#### Input material:
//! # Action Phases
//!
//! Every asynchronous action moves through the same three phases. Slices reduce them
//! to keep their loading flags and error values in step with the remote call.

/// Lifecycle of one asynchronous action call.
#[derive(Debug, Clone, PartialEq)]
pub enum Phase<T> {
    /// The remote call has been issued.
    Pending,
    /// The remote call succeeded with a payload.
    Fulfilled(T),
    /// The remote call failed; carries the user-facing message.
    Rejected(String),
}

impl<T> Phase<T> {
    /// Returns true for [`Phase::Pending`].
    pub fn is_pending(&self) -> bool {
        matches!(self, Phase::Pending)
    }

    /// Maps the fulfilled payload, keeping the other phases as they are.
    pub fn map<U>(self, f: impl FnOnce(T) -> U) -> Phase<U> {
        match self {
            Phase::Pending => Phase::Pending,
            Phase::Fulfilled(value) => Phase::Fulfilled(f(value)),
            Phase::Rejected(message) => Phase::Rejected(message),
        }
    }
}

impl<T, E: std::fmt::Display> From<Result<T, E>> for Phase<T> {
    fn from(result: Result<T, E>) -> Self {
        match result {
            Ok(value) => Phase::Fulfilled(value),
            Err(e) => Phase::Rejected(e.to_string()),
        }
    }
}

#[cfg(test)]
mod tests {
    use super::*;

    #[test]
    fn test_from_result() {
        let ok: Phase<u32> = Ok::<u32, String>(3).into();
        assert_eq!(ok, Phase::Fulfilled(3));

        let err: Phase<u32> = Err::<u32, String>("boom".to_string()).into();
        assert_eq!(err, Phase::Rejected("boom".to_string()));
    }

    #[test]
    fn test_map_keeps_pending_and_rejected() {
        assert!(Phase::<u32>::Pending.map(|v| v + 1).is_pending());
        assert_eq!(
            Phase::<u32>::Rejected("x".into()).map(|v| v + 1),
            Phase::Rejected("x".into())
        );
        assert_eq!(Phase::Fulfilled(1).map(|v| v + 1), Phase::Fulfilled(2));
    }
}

--

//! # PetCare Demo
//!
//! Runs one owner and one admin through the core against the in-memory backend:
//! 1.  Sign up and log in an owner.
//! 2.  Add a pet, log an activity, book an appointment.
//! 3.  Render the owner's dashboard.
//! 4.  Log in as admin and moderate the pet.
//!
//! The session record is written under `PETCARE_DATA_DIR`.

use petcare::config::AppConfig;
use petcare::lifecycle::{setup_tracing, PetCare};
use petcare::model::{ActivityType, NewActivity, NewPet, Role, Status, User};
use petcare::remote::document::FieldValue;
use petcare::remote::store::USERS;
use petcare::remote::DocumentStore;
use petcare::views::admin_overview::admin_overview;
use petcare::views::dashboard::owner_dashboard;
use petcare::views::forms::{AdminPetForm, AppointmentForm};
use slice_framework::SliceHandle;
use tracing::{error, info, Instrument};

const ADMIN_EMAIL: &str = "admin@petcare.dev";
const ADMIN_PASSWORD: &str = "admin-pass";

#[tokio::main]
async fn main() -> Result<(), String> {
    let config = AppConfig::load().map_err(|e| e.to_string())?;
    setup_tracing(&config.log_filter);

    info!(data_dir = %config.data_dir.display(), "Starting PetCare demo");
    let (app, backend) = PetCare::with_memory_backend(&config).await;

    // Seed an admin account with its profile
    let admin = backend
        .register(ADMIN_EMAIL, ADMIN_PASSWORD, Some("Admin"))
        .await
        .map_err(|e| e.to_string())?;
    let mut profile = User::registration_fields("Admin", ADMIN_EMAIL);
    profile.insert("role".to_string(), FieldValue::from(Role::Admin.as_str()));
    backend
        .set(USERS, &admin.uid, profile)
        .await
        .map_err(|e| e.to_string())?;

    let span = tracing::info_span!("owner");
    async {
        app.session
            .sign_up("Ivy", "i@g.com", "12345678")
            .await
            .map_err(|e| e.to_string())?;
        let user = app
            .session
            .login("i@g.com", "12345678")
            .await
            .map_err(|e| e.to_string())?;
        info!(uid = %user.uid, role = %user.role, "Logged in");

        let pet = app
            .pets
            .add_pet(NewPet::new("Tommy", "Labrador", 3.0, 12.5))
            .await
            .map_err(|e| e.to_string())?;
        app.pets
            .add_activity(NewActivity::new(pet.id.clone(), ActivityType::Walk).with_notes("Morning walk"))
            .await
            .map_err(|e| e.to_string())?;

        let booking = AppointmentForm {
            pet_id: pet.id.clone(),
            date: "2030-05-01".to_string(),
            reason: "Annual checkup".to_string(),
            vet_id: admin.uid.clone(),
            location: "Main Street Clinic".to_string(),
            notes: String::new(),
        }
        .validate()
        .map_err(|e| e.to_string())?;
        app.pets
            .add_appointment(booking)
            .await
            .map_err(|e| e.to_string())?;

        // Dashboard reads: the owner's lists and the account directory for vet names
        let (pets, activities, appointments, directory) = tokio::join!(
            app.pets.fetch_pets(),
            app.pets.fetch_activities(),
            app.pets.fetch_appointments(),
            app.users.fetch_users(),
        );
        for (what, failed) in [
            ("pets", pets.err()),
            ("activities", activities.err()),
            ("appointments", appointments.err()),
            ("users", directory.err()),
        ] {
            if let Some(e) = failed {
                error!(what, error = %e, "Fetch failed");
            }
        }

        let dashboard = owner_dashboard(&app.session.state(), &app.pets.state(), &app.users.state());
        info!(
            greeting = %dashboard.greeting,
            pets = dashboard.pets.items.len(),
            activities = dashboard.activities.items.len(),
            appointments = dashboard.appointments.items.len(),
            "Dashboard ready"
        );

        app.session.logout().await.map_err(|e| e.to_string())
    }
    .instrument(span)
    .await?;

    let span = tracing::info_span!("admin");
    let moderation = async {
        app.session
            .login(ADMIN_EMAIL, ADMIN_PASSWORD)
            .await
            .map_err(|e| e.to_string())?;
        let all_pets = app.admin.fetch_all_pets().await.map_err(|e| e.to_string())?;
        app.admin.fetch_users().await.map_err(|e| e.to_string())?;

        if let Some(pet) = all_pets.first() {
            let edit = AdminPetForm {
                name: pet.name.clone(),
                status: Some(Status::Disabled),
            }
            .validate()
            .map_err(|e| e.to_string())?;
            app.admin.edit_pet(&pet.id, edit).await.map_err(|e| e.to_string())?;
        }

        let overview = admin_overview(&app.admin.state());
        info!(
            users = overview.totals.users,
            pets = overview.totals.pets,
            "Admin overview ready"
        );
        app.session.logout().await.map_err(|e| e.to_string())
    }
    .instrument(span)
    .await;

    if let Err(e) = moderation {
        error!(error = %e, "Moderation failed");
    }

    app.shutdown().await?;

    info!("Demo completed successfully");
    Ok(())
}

#### Task statement:
Could you repeat exactly the lines above from the line with "let (app, backend)" up to and including the line with "let mut profile", and only those?

#### Task result:
    let (app, backend) = PetCare::with_memory_backend(&config).await;

    // Seed an admin account with its profile
    let admin = backend
        .register(ADMIN_EMAIL, ADMIN_PASSWORD, Some("Admin"))
        .await
        .map_err(|e| e.to_string())?;
    let mut profile = User::registration_fields("Admin", ADMIN_EMAIL);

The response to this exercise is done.